THE TASK -> After reading the lines below, count those that contain "setup" and give the count alone.

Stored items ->
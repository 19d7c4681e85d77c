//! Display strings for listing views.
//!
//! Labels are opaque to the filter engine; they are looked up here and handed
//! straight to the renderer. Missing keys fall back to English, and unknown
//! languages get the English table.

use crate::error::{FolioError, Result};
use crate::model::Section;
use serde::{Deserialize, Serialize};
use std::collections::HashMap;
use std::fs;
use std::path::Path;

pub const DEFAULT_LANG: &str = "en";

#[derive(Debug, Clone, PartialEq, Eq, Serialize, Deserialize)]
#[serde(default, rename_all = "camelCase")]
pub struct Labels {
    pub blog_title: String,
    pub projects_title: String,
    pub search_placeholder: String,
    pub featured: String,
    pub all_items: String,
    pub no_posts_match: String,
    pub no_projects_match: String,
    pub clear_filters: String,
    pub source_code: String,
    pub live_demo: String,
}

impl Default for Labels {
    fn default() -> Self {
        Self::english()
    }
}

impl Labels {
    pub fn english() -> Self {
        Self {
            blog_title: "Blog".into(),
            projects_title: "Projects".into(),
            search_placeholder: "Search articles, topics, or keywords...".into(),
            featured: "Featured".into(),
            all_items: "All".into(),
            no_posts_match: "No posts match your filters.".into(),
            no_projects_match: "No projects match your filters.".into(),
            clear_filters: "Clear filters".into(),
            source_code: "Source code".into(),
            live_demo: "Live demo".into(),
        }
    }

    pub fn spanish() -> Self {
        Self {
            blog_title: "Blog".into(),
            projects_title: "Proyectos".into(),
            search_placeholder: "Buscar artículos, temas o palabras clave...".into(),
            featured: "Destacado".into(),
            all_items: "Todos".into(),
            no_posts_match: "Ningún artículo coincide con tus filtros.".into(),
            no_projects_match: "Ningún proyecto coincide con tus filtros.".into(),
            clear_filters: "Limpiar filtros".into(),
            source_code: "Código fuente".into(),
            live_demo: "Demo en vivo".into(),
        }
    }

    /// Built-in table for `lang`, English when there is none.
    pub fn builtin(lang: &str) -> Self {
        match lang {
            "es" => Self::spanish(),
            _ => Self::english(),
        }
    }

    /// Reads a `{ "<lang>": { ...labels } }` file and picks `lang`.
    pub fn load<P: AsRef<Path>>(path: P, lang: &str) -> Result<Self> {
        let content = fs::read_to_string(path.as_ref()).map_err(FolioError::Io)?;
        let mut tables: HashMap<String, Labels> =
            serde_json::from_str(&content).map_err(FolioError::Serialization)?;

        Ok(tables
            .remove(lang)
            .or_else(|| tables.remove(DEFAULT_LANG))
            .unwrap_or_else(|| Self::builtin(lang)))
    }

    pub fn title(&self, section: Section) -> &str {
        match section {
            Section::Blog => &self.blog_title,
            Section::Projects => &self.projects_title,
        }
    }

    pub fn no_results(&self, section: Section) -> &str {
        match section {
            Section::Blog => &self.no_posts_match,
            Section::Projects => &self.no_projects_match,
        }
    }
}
==
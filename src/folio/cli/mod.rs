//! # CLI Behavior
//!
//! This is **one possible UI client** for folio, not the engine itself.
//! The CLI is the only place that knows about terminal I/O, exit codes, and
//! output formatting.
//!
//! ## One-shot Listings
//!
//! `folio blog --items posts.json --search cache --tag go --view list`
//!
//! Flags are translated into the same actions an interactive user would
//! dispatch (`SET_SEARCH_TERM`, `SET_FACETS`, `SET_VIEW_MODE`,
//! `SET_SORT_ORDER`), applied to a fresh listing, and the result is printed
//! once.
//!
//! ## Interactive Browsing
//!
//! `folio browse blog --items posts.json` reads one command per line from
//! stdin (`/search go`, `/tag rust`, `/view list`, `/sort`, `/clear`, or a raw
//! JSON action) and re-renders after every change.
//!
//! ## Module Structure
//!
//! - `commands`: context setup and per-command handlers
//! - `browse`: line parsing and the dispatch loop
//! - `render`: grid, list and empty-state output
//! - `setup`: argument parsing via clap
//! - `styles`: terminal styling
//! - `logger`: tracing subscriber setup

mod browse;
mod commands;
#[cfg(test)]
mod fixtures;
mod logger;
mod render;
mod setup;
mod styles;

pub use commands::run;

THE ANSWER -> 4